> _Task description_:
Work out how many lines in the records below include the string "EventHandler", and reply with that number alone.

++++++++++++++++++++

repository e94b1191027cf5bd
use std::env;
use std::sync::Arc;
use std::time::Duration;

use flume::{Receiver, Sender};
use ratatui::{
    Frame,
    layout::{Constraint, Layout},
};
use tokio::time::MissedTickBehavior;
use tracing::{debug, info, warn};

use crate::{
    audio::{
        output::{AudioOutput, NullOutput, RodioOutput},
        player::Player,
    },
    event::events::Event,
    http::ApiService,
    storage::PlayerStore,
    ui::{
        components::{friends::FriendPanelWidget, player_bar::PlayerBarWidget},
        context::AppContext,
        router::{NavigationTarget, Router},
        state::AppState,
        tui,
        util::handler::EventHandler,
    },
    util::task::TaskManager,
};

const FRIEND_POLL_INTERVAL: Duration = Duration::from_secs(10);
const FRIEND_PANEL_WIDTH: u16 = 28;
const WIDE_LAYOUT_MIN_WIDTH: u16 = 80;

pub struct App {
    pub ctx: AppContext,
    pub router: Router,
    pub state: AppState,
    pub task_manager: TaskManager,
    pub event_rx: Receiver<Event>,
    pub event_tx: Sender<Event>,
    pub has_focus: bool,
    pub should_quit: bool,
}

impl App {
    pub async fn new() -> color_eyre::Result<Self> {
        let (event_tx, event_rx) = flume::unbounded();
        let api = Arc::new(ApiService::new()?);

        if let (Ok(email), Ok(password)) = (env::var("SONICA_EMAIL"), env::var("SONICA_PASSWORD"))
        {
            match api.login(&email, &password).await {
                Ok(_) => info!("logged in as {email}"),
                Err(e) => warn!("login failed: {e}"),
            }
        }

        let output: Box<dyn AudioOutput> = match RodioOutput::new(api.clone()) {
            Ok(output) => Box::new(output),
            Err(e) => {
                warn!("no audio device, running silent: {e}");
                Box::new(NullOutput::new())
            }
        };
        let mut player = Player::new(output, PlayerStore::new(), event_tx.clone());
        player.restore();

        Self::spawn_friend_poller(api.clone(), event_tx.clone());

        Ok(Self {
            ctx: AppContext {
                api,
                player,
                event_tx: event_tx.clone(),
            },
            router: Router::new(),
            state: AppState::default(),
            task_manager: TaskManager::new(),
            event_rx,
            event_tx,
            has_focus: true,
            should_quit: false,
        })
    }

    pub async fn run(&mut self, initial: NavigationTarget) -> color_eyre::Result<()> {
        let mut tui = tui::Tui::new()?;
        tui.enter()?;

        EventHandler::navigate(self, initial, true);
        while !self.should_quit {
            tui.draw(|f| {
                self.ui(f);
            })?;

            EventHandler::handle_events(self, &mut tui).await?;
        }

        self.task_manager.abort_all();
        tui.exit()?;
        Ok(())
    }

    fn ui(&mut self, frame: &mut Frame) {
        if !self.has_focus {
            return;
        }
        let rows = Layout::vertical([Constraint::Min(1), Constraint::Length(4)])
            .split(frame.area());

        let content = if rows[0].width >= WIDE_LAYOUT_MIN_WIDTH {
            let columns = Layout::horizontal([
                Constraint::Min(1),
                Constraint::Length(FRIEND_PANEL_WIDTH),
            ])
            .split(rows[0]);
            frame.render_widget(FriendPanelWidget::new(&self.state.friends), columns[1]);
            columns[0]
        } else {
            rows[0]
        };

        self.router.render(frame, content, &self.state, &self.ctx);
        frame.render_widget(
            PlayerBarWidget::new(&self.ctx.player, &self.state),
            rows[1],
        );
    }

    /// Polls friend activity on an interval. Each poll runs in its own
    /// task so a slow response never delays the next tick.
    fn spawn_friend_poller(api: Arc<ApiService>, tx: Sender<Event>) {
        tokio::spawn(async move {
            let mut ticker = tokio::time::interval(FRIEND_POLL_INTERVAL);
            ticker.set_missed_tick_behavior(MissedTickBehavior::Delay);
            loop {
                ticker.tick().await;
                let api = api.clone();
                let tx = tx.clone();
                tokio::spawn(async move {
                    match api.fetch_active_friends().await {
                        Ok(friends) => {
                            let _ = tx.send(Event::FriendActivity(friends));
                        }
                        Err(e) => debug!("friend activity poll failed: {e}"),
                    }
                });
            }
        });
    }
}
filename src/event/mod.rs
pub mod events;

++++++++++++++++++++

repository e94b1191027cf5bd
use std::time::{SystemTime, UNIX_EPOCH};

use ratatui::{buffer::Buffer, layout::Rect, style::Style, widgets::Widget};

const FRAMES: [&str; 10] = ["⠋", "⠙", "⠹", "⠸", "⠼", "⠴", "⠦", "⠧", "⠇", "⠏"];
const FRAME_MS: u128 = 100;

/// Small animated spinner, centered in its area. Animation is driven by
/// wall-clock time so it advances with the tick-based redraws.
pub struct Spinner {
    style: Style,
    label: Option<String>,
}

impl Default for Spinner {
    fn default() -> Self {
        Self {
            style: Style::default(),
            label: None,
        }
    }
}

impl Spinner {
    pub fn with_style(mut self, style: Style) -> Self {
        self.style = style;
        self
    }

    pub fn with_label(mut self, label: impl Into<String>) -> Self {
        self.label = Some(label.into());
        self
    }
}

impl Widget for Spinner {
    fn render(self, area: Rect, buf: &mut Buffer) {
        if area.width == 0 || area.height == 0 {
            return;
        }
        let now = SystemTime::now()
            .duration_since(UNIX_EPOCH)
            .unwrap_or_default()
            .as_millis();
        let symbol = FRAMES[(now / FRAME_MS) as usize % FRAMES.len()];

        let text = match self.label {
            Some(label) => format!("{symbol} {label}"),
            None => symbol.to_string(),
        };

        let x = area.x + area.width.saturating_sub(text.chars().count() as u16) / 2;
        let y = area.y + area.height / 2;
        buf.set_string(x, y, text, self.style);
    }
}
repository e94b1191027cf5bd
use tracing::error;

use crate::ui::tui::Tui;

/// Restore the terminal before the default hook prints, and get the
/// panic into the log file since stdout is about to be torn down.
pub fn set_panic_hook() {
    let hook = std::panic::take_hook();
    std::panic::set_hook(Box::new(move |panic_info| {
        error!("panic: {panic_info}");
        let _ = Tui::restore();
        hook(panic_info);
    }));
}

++++++++++++++++++++

> _Your response_:
3